就在伏地魔四处动员、发表着他的划世纪演说时,阿芙拉看到,侧着脸躺在地上的哈利突然冲他们眨了眨眼。一股气顿时在胸腔里提起来,赫敏抓住阿芙拉的手臂,但他们此刻都一样紧张,阿芙拉小臂紧绷,盯着伏地魔和哈利的一举一动。
伏地魔似乎没有注意到哈利的“复活”,他正打算来一出杀鸡儆猴,指挥那条该死的大蛇咬向纳威。但就在那一瞬间,整个场面迅速混乱起来,先是纳威破除了束缚咒,从巫师帽中抽出了格兰芬多之剑一举砍下纳吉尼的丑陋蛇头,与此同时阿芙拉眼尖地看到哈利将自己隐藏在隐形衣之下,趁乱跑回了他们这一边。食死徒和霍格沃茨教授及学生们之间展开了恶战,连家养小精灵们都冲出城堡,挥舞着刀叉讨伐这些恶徒。
死里逃生的哈利迅速展开和伏地魔的交战,就在众目睽睽之下——哈利用出了一招“除你武器”,这道最基础、过于简单的咒语,居然和伏地魔的“阿瓦达索命”势均力敌,那一刻阿芙拉懂了!
老魔杖从头到尾都未曾属于过伏地魔!
哈利说得对,斯内普是带着任务死去的,他至死都没有被伏地魔看破,因为斯内普也不是老魔杖真正的主人!
随着犹如大炮一般的巨响,金色的火焰从他们两人的魔杖中喷发出来,老魔杖高高地飞起,在日出的映衬下,阿瓦达索命咒反弹到了伏地魔自己的身上,他直挺挺地倒下,双眼失去了神采。
一两秒的沉默过后,人群中爆发出震耳欲聋的欢呼声,他们簇拥着哈利将他举过肩头,称他为真正的“救世主”。
但伏地魔倒下的那一个瞬间,一种奇异的电波却刺痛了阿芙拉的神经。数年前的对话突然间流入脑海,随着她短暂的迷茫,眼前伏地魔的尸体上,似乎聚集起一团黑色的烟雾,起初她以为那是硝烟一类的东西,但慢慢地,那团黑色烟雾越来越像一个完整的人形,再然后,烟雾顶端出现了一张似曾相识的脸孔。
不是蛇脸,也没有那么骇人,相反的,那张模糊的面容极其英俊,也极其面熟,阿芙拉应该在哪里看到过。
顿了几秒钟,她想起来了。
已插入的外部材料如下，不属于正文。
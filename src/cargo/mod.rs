//! Cargo invocation and its structured output
//!
//! - `command` builds the cargo command line for a run
//! - `message` models the `--message-format=json` records
//! - `diagnostic` turns compiler messages into deduplicated entries
//! - `scope` works out which directories a run recompiled

pub mod command;
pub mod diagnostic;
pub mod message;
pub mod scope;

pub use command::{CargoInvocation, CargoSubcommand};
pub use diagnostic::{
    count_hidden_warnings, decode_diagnostics, DiagnosticEntry, DiagnosticKey, Level, UNKNOWN_CODE,
};
pub use message::{split_output, CargoMessage, SplitOutput};
pub use scope::CompiledScope;
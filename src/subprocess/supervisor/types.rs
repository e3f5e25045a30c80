//! Core types for supervised execution

use serde::{Deserialize, Serialize};
use std::fmt;
use std::time::Duration;

/// Stream source identifier
#[derive(Debug, Clone, Copy, PartialEq, Eq)]
pub enum StreamSource {
    Stdout,
    Stderr,
}

/// Timing thresholds for a supervised run
#[derive(Debug, Clone, PartialEq, Eq, Serialize, Deserialize)]
pub struct WatchSettings {
    /// Poll interval, and the silence after which a heartbeat is printed
    #[serde(with = "humantime_serde", default = "default_heartbeat_interval")]
    pub heartbeat_interval: Duration,

    /// Silence after which a one-shot stall warning is printed
    #[serde(with = "humantime_serde", default = "default_stall_timeout")]
    pub stall_timeout: Duration,

    /// Hard ceiling on total run time; the child is killed when it is reached
    #[serde(with = "humantime_serde", default = "default_overall_timeout")]
    pub overall_timeout: Duration,
}

fn default_heartbeat_interval() -> Duration {
    Duration::from_secs(30)
}

fn default_stall_timeout() -> Duration {
    Duration::from_secs(120)
}

fn default_overall_timeout() -> Duration {
    Duration::from_secs(600)
}

impl Default for WatchSettings {
    fn default() -> Self {
        Self {
            heartbeat_interval: default_heartbeat_interval(),
            stall_timeout: default_stall_timeout(),
            overall_timeout: default_overall_timeout(),
        }
    }
}

/// Side-channel notification raised while a child is being supervised
#[derive(Debug, Clone, PartialEq, Eq)]
pub enum WatchEvent {
    /// The child is silent but artifacts have been produced
    Heartbeat {
        elapsed: Duration,
        artifacts: usize,
        last_artifact: String,
    },
    /// No output for at least the stall timeout
    Stall { silent: Duration, pid: Option<u32> },
    /// The overall timeout expired; the child is about to be killed
    Timeout { limit: Duration },
}

impl fmt::Display for WatchEvent {
    fn fmt(&self, f: &mut fmt::Formatter<'_>) -> fmt::Result {
        match self {
            WatchEvent::Heartbeat {
                elapsed,
                artifacts,
                last_artifact,
            } => write!(
                f,
                "{}s elapsed, {} crates compiled (last: {})",
                elapsed.as_secs(),
                artifacts,
                last_artifact
            ),
            WatchEvent::Stall { silent, pid } => {
                let pid = pid.map_or_else(|| "unknown".to_string(), |p| p.to_string());
                write!(
                    f,
                    "WARNING: no output for {}s - cargo may be stuck (pid {})",
                    silent.as_secs(),
                    pid
                )
            }
            WatchEvent::Timeout { limit } => {
                write!(f, "TIMEOUT: {}s exceeded, killing cargo", limit.as_secs())
            }
        }
    }
}

#[cfg(test)]
mod tests {
    use super::*;

    #[test]
    fn test_default_thresholds() {
        let settings = WatchSettings::default();
        assert_eq!(settings.heartbeat_interval, Duration::from_secs(30));
        assert_eq!(settings.stall_timeout, Duration::from_secs(120));
        assert_eq!(settings.overall_timeout, Duration::from_secs(600));
    }

    #[test]
    fn test_settings_from_humantime_toml() {
        let settings: WatchSettings =
            toml::from_str("stall_timeout = \"45s\"\noverall_timeout = \"15m\"").unwrap();
        assert_eq!(settings.heartbeat_interval, Duration::from_secs(30));
        assert_eq!(settings.stall_timeout, Duration::from_secs(45));
        assert_eq!(settings.overall_timeout, Duration::from_secs(900));
    }

    #[test]
    fn test_event_messages() {
        let heartbeat = WatchEvent::Heartbeat {
            elapsed: Duration::from_millis(61_400),
            artifacts: 12,
            last_artifact: "serde".to_string(),
        };
        assert_eq!(
            heartbeat.to_string(),
            "61s elapsed, 12 crates compiled (last: serde)"
        );

        let stall = WatchEvent::Stall {
            silent: Duration::from_secs(120),
            pid: Some(4242),
        };
        assert_eq!(
            stall.to_string(),
            "WARNING: no output for 120s - cargo may be stuck (pid 4242)"
        );

        let timeout = WatchEvent::Timeout {
            limit: Duration::from_secs(600),
        };
        assert_eq!(timeout.to_string(), "TIMEOUT: 600s exceeded, killing cargo");
    }
}
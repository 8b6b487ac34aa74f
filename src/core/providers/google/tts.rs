//! Google Cloud Text-to-Speech client
//!
//! Calls the `text:synthesize` REST endpoint requesting a neutral-gender
//! Spanish voice and MP3 encoding, and decodes the base64 audio payload.

use base64::{Engine as _, engine::general_purpose::STANDARD as BASE64};
use serde::Deserialize;
use serde_json::json;
use std::sync::Arc;
use tracing::debug;

use super::auth::GoogleAuth;
use crate::utils::error::{GatewayError, Result};

/// Language speech is synthesized in
pub const SYNTHESIS_LANGUAGE: &str = "es-ES";

/// Client for the Text-to-Speech REST API
#[derive(Debug)]
pub struct TtsClient {
    http: reqwest::Client,
    auth: Arc<GoogleAuth>,
    endpoint: String,
}

/// Response body of `text:synthesize`
#[derive(Debug, Deserialize)]
#[serde(rename_all = "camelCase")]
struct SynthesizeResponse {
    audio_content: String,
}

impl TtsClient {
    /// Create a new synthesis client
    pub fn new(auth: Arc<GoogleAuth>, endpoint: impl Into<String>) -> Self {
        Self {
            http: reqwest::Client::new(),
            auth,
            endpoint: endpoint.into().trim_end_matches('/').to_string(),
        }
    }

    /// Synthesize Spanish speech and return the MP3 bytes
    pub async fn synthesize(&self, text: &str) -> Result<Vec<u8>> {
        let token = self.auth.token().await?;

        let url = format!("{}/text:synthesize", self.endpoint);
        let body = json!({
            "input": {"text": text},
            "voice": {
                "languageCode": SYNTHESIS_LANGUAGE,
                "ssmlGender": "NEUTRAL",
            },
            "audioConfig": {"audioEncoding": "MP3"},
        });

        debug!(chars = text.len(), "Forwarding synthesis request");

        let response = self
            .http
            .post(&url)
            .bearer_auth(&token.token)
            .json(&body)
            .send()
            .await
            .map_err(|e| GatewayError::Synthesis(e.to_string()))?;

        let status = response.status();
        if !status.is_success() {
            let detail = response.text().await.unwrap_or_default();
            return Err(GatewayError::Synthesis(format!(
                "provider returned {}: {}",
                status, detail
            )));
        }

        let synthesis: SynthesizeResponse = response
            .json()
            .await
            .map_err(|e| GatewayError::Synthesis(format!("invalid provider response: {}", e)))?;

        BASE64
            .decode(synthesis.audio_content)
            .map_err(|e| GatewayError::Synthesis(format!("invalid audio payload: {}", e)))
    }
}
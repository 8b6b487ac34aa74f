//! Utility modules

pub mod error;
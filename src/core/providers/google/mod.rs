//! Google Cloud speech providers
//!
//! Service-account authentication plus thin REST clients for
//! Speech-to-Text and Text-to-Speech. All three share one cached access
//! token.

pub mod auth;
pub mod speech;
pub mod tts;

pub use auth::{AccessToken, GoogleAuth, ServiceAccountKey};
pub use speech::SpeechClient;
pub use tts::TtsClient;
//! Chat route integration tests
//!
//! Drives the real route table against a wiremock chat provider.

mod common;

use actix_web::{App, test};
use habla_gateway::server::routes;
use habla_gateway::server::routes::chat::SYSTEM_PROMPT;
use serde_json::{Value, json};
use wiremock::matchers::{header, method, path};
use wiremock::{Mock, MockServer, ResponseTemplate};

fn completion_body(content: &str) -> Value {
    json!({
        "id": "chatcmpl-123",
        "object": "chat.completion",
        "model": "test-model",
        "choices": [
            {
                "index": 0,
                "message": {"role": "assistant", "content": content},
                "finish_reason": "stop"
            }
        ],
        "usage": {"prompt_tokens": 12, "completion_tokens": 9, "total_tokens": 21}
    })
}

macro_rules! app {
    ($server:expr) => {{
        let uri = $server.uri();
        let state = common::test_state(&uri, &uri, &uri, &uri);
        test::init_service(App::new().app_data(state).configure(routes::configure)).await
    }};
}

#[actix_web::test]
async fn chat_single_message_issues_one_upstream_call() {
    let provider = MockServer::start().await;
    Mock::given(method("POST"))
        .and(path("/chat/completions"))
        .and(header("authorization", "Bearer test-key"))
        .respond_with(ResponseTemplate::new(200).set_body_json(completion_body("¡Hola!")))
        .expect(1)
        .mount(&provider)
        .await;

    let app = app!(provider);

    let req = test::TestRequest::post()
        .uri("/chat")
        .set_json(json!({"message": "hola"}))
        .to_request();
    let body: Value = test::call_and_read_body_json(&app, req).await;

    // Completion content comes back unchanged
    assert_eq!(body["response"], "¡Hola!");

    // Exactly one upstream call, with a one-element user-role history
    // after the system instruction
    let requests = provider.received_requests().await.unwrap();
    assert_eq!(requests.len(), 1);
    let sent: Value = requests[0].body_json().unwrap();
    assert_eq!(sent["model"], "test-model");

    let messages = sent["messages"].as_array().unwrap();
    assert_eq!(messages[0]["role"], "system");
    assert_eq!(messages[0]["content"], SYSTEM_PROMPT);

    let user_messages: Vec<&Value> = messages.iter().filter(|m| m["role"] == "user").collect();
    assert_eq!(user_messages.len(), 1);
    assert_eq!(user_messages[0]["content"], "hola");
}

#[actix_web::test]
async fn chat_empty_message_rejected_without_upstream_call() {
    let provider = MockServer::start().await;
    Mock::given(method("POST"))
        .and(path("/chat/completions"))
        .respond_with(ResponseTemplate::new(200).set_body_json(completion_body("unreachable")))
        .expect(0)
        .mount(&provider)
        .await;

    let app = app!(provider);

    for body in [json!({"message": ""}), json!({"messages": []}), json!({})] {
        let req = test::TestRequest::post()
            .uri("/chat")
            .set_json(body)
            .to_request();
        let resp = test::call_service(&app, req).await;
        assert_eq!(resp.status().as_u16(), 400);

        let error: Value = test::read_body_json(resp).await;
        assert!(error["error"].is_string());
    }
}

#[actix_web::test]
async fn chat_rejects_body_with_both_shapes() {
    let provider = MockServer::start().await;
    Mock::given(method("POST"))
        .and(path("/chat/completions"))
        .respond_with(ResponseTemplate::new(200).set_body_json(completion_body("unreachable")))
        .expect(0)
        .mount(&provider)
        .await;

    let app = app!(provider);

    let req = test::TestRequest::post()
        .uri("/chat")
        .set_json(json!({
            "message": "hola",
            "messages": [{"role": "user", "content": "adios"}]
        }))
        .to_request();
    let resp = test::call_service(&app, req).await;
    assert_eq!(resp.status().as_u16(), 400);

    let error: Value = test::read_body_json(resp).await;
    assert!(error["error"].is_string());
}

#[actix_web::test]
async fn chat_malformed_json_gets_error_envelope() {
    let provider = MockServer::start().await;
    Mock::given(method("POST"))
        .and(path("/chat/completions"))
        .respond_with(ResponseTemplate::new(200).set_body_json(completion_body("unreachable")))
        .expect(0)
        .mount(&provider)
        .await;

    let app = app!(provider);

    let req = test::TestRequest::post()
        .uri("/chat")
        .insert_header(("content-type", "application/json"))
        .set_payload("{\"message\": ")
        .to_request();
    let resp = test::call_service(&app, req).await;
    assert_eq!(resp.status().as_u16(), 400);

    let error: Value = test::read_body_json(resp).await;
    assert!(error["error"].is_string());
}

#[actix_web::test]
async fn chat_history_must_end_with_user_message() {
    let provider = MockServer::start().await;
    Mock::given(method("POST"))
        .and(path("/chat/completions"))
        .respond_with(ResponseTemplate::new(200).set_body_json(completion_body("unreachable")))
        .expect(0)
        .mount(&provider)
        .await;

    let app = app!(provider);

    let req = test::TestRequest::post()
        .uri("/chat")
        .set_json(json!({"messages": [
            {"role": "user", "content": "hola"},
            {"role": "assistant", "content": "¡Hola!"}
        ]}))
        .to_request();
    let resp = test::call_service(&app, req).await;
    assert_eq!(resp.status().as_u16(), 400);
}

#[actix_web::test]
async fn chat_forwards_full_history_after_system_prompt() {
    let provider = MockServer::start().await;
    Mock::given(method("POST"))
        .and(path("/chat/completions"))
        .respond_with(ResponseTemplate::new(200).set_body_json(completion_body("Son las tres.")))
        .expect(1)
        .mount(&provider)
        .await;

    let app = app!(provider);

    let req = test::TestRequest::post()
        .uri("/chat")
        .set_json(json!({"messages": [
            {"role": "user", "content": "hola"},
            {"role": "assistant", "content": "¡Hola! ¿En qué puedo ayudarte?"},
            {"role": "user", "content": "¿qué hora es?"}
        ]}))
        .to_request();
    let body: Value = test::call_and_read_body_json(&app, req).await;
    assert_eq!(body["response"], "Son las tres.");

    let requests = provider.received_requests().await.unwrap();
    let sent: Value = requests[0].body_json().unwrap();
    let messages = sent["messages"].as_array().unwrap();
    assert_eq!(messages.len(), 4);
    assert_eq!(messages[0]["role"], "system");
    assert_eq!(messages[3]["content"], "¿qué hora es?");
}

#[actix_web::test]
async fn chat_provider_failure_surfaces_as_error_payload() {
    let provider = MockServer::start().await;
    Mock::given(method("POST"))
        .and(path("/chat/completions"))
        .respond_with(ResponseTemplate::new(503).set_body_string("upstream unavailable"))
        .expect(1)
        .mount(&provider)
        .await;

    let app = app!(provider);

    let req = test::TestRequest::post()
        .uri("/chat")
        .set_json(json!({"message": "hola"}))
        .to_request();
    let resp = test::call_service(&app, req).await;
    assert_eq!(resp.status().as_u16(), 400);

    let error: Value = test::read_body_json(resp).await;
    assert!(error["error"].as_str().unwrap().contains("upstream unavailable"));
}
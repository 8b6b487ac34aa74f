//! HTTP route handlers
//!
//! This module provides HTTP route handler functions.

use actix_web::HttpResponse;
use serde_json::json;

/// Health check endpoint handler
pub async fn health_check() -> HttpResponse {
    HttpResponse::Ok().json(json!({
        "status": "healthy",
        "service": crate::NAME,
        "version": crate::VERSION,
    }))
}
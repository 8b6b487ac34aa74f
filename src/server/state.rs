//! Application state shared across HTTP handlers

use crate::config::Config;
use crate::core::providers::google::{GoogleAuth, SpeechClient, TtsClient};
use crate::core::providers::openai::ChatClient;
use std::sync::Arc;

/// HTTP server state shared across handlers
///
/// All fields are wrapped in `Arc` for sharing across workers. The
/// Google clients hold the same `GoogleAuth` as the credentials route,
/// so every speech-related request reuses one cached access token.
#[derive(Clone)]
pub struct AppState {
    /// Gateway configuration (shared read-only)
    pub config: Arc<Config>,
    /// Chat-completion client
    pub chat: Arc<ChatClient>,
    /// Google credential holder
    pub auth: Arc<GoogleAuth>,
    /// Speech-to-Text client
    pub speech: Arc<SpeechClient>,
    /// Text-to-Speech client
    pub tts: Arc<TtsClient>,
}

impl AppState {
    /// Create a new AppState with shared resources
    pub fn new(
        config: Config,
        chat: ChatClient,
        auth: Arc<GoogleAuth>,
        speech: SpeechClient,
        tts: TtsClient,
    ) -> Self {
        Self {
            config: Arc::new(config),
            chat: Arc::new(chat),
            auth,
            speech: Arc::new(speech),
            tts: Arc::new(tts),
        }
    }
}
//! Core gateway functionality: provider clients and shared types

pub mod providers;
pub mod types;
魔法史中曾经出现过他的照片——年轻时的伏地魔,或许应该称他为,汤姆·里德尔。
她来不及唤醒正在欢庆的人群,身体已经先大脑一步做出了行动——她捡起格兰芬多之剑,像一道轻盈的风一样冲了过去,下一刻利刃刺入烟雾的心脏部位,几乎是同时,她也陷入了昏迷。
阿芙拉猜她大概是死了,否则为什么过去的话语像走马灯一样在耳边闪现?
——“别盼着我早死。”
——“杀了我,阿芙拉。”
——“女孩,你选错了路。”
——“摄神取念!”
当一切可能性走向坍缩的反面,时代的洪流能否因怜悯而启示某个最佳的选择?而在启示的引导下,曾经的罪恶又能否得到宽恕?